» **HOW TO COMPLETE THIS TASK**: Using the records below, give the number of lines where the word "PlayerSeasonTable" appears, with no further output.

Collected data
________________________

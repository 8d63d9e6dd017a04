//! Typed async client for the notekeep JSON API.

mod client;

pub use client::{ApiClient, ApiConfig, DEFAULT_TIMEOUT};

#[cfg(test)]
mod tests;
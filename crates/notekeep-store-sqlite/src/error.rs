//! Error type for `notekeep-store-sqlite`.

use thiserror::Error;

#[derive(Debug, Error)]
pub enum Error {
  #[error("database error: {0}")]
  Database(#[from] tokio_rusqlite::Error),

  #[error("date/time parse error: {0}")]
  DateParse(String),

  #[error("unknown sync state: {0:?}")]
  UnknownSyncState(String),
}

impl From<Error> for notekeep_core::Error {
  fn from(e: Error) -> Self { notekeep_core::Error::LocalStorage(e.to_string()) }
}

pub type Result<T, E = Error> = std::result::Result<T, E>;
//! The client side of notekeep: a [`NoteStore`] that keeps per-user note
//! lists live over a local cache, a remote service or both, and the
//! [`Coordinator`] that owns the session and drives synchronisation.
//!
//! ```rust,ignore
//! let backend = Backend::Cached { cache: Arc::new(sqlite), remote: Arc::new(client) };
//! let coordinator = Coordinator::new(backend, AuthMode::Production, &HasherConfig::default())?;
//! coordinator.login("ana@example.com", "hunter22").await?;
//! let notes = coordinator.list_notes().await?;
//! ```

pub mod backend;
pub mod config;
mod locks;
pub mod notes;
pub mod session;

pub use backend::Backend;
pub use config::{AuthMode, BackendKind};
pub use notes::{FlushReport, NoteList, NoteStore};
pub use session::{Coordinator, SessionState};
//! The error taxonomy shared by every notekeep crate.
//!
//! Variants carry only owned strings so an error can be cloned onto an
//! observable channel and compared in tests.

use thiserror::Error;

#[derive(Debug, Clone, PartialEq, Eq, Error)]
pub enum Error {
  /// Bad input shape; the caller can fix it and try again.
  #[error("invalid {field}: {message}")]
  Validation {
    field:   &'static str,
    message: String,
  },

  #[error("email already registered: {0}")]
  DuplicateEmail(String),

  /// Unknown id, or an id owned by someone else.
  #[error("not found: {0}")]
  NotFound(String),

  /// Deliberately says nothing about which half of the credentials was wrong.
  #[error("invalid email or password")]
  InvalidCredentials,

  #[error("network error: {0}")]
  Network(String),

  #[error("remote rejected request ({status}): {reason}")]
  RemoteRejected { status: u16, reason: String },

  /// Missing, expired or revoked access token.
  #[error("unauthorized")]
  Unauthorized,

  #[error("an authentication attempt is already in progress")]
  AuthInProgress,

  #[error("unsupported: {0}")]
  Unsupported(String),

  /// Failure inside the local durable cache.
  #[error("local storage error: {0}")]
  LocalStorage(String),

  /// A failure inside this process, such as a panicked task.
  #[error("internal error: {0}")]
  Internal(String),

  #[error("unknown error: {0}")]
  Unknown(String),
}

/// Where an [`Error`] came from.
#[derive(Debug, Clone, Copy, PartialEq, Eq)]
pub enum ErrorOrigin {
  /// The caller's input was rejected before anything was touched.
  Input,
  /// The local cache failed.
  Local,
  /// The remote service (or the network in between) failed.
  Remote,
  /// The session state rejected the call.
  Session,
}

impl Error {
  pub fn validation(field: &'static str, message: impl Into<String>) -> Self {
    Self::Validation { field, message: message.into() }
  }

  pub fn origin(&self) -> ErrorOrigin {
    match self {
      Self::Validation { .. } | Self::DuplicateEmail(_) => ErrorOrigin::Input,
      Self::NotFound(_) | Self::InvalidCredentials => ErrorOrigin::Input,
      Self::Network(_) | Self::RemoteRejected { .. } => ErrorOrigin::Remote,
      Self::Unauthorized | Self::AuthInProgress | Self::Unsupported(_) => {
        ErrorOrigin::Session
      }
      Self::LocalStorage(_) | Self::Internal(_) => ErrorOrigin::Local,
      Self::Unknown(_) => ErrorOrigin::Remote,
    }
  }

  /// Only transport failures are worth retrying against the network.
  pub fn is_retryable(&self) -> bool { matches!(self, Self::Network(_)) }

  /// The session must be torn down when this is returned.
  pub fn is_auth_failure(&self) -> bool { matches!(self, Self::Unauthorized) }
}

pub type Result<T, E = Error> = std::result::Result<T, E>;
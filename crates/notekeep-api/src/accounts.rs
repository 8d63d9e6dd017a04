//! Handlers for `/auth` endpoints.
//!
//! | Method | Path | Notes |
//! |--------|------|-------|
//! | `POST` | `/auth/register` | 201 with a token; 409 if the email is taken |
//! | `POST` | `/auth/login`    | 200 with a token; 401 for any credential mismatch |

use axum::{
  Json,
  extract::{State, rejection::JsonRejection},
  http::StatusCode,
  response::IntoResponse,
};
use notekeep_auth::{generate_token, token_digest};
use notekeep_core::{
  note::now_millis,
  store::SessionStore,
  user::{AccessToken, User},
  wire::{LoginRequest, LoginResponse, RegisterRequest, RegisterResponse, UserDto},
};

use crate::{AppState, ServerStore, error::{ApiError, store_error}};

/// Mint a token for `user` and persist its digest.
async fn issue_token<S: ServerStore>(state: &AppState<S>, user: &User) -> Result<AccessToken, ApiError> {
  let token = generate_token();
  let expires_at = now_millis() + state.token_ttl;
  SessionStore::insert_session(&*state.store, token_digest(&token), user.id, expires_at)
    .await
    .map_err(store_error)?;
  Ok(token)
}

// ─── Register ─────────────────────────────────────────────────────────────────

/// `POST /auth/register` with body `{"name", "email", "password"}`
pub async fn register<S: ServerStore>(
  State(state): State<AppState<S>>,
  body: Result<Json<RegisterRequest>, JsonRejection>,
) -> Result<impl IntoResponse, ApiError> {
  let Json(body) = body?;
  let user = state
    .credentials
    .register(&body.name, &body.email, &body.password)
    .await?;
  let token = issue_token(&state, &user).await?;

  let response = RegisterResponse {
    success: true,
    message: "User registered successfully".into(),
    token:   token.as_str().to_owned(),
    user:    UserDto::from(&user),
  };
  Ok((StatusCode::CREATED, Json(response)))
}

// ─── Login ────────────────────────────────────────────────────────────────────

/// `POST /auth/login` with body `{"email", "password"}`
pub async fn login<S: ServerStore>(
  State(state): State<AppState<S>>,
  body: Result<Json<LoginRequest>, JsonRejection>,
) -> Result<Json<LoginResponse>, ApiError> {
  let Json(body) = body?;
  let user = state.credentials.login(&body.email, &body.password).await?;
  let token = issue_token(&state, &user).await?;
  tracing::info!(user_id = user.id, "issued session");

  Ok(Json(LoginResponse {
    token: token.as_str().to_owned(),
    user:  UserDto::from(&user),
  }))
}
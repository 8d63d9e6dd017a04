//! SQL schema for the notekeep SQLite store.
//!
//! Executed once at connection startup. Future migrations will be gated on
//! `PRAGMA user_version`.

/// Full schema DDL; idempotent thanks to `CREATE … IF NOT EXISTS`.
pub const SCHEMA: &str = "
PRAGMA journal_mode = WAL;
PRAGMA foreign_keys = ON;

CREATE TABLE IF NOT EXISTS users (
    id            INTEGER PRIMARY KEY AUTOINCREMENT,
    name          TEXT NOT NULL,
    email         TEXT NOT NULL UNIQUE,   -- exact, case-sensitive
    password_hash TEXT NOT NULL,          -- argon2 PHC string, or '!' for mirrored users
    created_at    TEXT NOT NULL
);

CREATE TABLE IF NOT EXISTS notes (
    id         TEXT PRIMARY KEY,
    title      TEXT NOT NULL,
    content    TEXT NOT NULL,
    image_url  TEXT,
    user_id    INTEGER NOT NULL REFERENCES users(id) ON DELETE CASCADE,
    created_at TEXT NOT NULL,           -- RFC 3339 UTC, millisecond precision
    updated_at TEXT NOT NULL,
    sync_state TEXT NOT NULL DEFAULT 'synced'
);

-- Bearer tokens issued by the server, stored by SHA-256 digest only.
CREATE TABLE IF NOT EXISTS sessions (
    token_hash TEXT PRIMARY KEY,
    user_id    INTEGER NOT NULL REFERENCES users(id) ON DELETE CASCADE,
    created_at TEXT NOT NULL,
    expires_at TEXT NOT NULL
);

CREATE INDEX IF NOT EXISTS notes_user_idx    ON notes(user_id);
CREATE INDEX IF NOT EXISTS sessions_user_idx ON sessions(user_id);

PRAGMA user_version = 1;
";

________________________

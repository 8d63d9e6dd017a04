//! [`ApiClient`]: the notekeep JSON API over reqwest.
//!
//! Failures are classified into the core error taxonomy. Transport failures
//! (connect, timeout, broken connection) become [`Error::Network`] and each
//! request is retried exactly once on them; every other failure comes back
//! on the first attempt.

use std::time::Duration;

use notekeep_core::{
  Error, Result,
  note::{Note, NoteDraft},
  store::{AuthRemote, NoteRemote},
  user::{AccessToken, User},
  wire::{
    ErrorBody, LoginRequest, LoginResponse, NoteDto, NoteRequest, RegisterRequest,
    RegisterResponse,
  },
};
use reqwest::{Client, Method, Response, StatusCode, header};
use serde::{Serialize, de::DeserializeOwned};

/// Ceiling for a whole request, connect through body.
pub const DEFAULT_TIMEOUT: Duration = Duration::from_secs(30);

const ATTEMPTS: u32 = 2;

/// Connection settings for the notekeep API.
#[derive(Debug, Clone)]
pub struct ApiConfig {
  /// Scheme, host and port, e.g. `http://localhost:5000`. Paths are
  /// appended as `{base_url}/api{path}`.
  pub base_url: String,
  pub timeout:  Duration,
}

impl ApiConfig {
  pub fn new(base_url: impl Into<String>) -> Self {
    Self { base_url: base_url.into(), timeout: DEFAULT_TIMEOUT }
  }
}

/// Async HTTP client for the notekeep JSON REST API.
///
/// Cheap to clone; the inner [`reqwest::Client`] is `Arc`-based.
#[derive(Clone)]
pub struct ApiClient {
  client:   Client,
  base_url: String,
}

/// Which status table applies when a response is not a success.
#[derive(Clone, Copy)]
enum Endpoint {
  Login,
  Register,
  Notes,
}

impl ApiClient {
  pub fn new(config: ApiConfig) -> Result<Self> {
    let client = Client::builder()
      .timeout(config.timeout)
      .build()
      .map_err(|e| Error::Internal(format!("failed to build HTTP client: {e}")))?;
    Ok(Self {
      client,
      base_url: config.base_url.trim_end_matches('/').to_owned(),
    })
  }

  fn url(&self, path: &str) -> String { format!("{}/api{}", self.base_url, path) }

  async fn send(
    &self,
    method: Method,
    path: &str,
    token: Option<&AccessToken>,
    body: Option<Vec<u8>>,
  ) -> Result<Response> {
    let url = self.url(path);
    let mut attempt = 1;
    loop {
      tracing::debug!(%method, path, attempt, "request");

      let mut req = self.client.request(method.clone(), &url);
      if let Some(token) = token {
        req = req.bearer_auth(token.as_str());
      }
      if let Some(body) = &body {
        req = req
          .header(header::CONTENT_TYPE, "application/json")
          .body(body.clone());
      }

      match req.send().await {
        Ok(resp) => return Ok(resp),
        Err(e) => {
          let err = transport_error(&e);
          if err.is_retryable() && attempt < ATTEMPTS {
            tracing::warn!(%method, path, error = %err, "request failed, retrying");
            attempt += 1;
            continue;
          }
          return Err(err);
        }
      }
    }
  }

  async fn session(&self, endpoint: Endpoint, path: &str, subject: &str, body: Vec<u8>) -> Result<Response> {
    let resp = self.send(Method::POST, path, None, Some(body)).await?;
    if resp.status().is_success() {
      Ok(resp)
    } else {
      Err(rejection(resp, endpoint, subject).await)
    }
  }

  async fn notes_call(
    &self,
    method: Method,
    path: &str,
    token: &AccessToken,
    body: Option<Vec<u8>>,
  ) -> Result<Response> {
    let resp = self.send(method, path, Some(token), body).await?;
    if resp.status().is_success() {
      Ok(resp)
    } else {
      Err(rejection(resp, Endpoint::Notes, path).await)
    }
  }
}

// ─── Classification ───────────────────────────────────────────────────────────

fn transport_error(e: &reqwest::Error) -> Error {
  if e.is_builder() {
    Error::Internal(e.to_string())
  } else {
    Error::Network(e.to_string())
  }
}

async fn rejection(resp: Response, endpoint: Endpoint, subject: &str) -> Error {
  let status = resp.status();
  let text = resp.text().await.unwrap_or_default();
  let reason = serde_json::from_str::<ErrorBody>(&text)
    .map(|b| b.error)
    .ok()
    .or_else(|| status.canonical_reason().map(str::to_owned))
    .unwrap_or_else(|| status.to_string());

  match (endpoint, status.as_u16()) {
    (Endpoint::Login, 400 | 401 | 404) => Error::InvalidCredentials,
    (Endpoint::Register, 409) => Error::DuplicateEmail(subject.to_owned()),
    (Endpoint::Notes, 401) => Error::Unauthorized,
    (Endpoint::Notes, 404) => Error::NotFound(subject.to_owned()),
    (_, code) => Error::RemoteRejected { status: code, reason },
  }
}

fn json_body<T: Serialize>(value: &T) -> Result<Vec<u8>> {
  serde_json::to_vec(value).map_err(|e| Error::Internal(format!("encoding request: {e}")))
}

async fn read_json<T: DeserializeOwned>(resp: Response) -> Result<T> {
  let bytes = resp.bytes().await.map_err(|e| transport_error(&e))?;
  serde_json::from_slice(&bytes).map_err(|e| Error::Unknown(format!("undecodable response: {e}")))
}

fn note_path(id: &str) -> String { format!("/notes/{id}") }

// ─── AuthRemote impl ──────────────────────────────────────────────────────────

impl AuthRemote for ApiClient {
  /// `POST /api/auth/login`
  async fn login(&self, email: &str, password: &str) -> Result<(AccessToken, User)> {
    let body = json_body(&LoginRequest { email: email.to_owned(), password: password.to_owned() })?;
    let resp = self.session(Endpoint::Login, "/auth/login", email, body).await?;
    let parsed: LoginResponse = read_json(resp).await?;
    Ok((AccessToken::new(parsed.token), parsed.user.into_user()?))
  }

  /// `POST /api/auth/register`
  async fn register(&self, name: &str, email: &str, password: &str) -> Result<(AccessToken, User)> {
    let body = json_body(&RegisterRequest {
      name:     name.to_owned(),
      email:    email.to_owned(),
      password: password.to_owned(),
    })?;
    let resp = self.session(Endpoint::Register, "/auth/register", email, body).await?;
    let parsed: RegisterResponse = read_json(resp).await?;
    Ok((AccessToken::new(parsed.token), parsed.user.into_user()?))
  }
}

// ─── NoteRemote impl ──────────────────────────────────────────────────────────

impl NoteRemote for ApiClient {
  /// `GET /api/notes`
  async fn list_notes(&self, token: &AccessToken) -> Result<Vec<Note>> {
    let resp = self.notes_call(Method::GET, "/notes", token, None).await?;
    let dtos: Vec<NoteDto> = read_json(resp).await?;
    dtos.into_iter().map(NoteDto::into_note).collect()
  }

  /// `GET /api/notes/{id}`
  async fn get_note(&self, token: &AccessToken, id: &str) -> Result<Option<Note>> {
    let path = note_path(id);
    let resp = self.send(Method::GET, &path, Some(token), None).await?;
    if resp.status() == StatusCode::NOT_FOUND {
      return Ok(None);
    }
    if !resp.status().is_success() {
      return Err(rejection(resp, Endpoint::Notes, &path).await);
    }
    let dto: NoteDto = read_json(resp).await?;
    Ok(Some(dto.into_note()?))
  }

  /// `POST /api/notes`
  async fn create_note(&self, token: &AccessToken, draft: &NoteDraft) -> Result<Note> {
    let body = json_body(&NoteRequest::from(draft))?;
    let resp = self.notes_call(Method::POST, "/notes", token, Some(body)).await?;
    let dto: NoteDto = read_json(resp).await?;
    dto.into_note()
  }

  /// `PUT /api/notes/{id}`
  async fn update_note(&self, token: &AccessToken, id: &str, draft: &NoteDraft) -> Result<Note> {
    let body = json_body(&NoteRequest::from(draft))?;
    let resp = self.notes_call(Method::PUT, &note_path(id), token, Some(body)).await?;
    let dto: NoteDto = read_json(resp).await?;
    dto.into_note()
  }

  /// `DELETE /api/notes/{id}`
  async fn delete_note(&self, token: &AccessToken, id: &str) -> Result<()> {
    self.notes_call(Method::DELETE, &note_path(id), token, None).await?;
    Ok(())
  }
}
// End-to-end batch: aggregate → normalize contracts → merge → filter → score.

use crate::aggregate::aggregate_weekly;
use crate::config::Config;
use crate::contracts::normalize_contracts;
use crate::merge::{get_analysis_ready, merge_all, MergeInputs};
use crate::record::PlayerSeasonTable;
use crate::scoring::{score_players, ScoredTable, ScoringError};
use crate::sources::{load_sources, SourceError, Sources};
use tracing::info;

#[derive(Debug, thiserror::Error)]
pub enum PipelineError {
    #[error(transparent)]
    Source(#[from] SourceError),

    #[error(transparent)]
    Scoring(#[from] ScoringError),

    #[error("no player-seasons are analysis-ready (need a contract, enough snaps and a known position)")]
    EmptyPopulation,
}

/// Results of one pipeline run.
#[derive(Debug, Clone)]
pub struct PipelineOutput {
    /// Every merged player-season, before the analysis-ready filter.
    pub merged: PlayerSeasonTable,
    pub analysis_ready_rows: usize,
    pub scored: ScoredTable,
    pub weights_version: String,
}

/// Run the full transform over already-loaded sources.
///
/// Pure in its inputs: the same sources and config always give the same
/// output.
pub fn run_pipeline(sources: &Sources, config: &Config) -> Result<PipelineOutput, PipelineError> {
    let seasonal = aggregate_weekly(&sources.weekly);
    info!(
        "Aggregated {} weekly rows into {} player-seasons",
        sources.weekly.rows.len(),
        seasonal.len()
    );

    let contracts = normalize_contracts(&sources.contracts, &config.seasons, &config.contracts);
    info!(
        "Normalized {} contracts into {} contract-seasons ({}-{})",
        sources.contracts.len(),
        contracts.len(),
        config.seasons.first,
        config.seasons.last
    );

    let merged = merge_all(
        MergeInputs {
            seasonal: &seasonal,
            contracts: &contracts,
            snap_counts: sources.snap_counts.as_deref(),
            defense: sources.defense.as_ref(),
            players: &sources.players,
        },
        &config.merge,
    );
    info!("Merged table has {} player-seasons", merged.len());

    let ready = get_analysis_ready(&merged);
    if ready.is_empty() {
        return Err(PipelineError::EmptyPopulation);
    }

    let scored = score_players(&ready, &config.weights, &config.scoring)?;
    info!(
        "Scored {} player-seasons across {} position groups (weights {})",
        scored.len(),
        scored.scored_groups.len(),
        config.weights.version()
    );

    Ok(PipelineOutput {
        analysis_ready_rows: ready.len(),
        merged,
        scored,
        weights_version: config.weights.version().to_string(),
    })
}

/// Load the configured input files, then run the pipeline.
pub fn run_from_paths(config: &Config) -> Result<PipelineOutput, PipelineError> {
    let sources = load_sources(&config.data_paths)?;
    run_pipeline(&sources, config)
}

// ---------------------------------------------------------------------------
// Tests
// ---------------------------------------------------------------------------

________________________

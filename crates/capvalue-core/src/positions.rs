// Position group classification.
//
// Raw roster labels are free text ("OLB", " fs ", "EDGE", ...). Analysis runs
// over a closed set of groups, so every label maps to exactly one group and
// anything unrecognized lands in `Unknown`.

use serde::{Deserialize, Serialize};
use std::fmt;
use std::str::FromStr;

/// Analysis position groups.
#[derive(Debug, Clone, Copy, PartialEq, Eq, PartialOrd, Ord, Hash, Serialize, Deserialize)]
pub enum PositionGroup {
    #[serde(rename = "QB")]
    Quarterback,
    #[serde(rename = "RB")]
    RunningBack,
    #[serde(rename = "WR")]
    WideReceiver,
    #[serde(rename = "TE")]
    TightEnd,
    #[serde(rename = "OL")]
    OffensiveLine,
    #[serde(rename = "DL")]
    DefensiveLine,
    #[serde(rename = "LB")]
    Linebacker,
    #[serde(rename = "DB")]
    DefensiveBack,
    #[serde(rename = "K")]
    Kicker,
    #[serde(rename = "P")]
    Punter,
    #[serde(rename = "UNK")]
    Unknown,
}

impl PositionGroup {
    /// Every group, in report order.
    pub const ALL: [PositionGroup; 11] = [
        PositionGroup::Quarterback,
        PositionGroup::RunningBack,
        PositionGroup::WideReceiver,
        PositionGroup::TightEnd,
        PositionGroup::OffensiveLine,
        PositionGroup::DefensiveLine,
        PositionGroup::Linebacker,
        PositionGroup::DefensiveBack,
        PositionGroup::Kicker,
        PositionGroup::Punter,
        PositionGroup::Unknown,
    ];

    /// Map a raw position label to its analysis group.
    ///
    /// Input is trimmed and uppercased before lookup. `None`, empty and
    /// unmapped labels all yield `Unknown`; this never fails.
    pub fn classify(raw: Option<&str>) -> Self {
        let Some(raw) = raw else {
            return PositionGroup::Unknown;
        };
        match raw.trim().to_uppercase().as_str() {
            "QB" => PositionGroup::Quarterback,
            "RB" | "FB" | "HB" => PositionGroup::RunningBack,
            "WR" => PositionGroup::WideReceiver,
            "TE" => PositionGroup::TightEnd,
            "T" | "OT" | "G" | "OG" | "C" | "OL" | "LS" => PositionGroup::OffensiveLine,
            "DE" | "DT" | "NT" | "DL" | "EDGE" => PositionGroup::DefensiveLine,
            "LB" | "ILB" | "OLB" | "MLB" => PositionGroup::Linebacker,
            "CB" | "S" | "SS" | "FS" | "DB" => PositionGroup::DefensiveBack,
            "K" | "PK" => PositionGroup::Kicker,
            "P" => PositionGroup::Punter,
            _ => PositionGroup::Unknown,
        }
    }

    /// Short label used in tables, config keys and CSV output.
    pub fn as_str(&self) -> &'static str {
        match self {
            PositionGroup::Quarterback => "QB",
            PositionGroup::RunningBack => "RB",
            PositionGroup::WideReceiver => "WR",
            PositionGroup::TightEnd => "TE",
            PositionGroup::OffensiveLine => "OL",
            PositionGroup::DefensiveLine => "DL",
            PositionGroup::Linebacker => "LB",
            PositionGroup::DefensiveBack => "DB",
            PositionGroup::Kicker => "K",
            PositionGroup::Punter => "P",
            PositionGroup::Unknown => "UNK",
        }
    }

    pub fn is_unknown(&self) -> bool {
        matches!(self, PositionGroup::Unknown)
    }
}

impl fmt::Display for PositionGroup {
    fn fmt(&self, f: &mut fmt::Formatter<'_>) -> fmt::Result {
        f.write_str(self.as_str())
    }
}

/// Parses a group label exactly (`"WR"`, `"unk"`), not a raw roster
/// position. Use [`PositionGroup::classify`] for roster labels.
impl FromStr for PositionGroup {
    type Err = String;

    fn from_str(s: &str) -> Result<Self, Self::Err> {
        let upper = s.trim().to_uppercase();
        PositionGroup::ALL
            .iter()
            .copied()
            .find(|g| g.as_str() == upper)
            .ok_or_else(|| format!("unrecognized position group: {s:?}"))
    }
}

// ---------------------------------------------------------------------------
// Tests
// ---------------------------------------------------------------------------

________________________

» **RESPONSE TO THIS TASK**: 2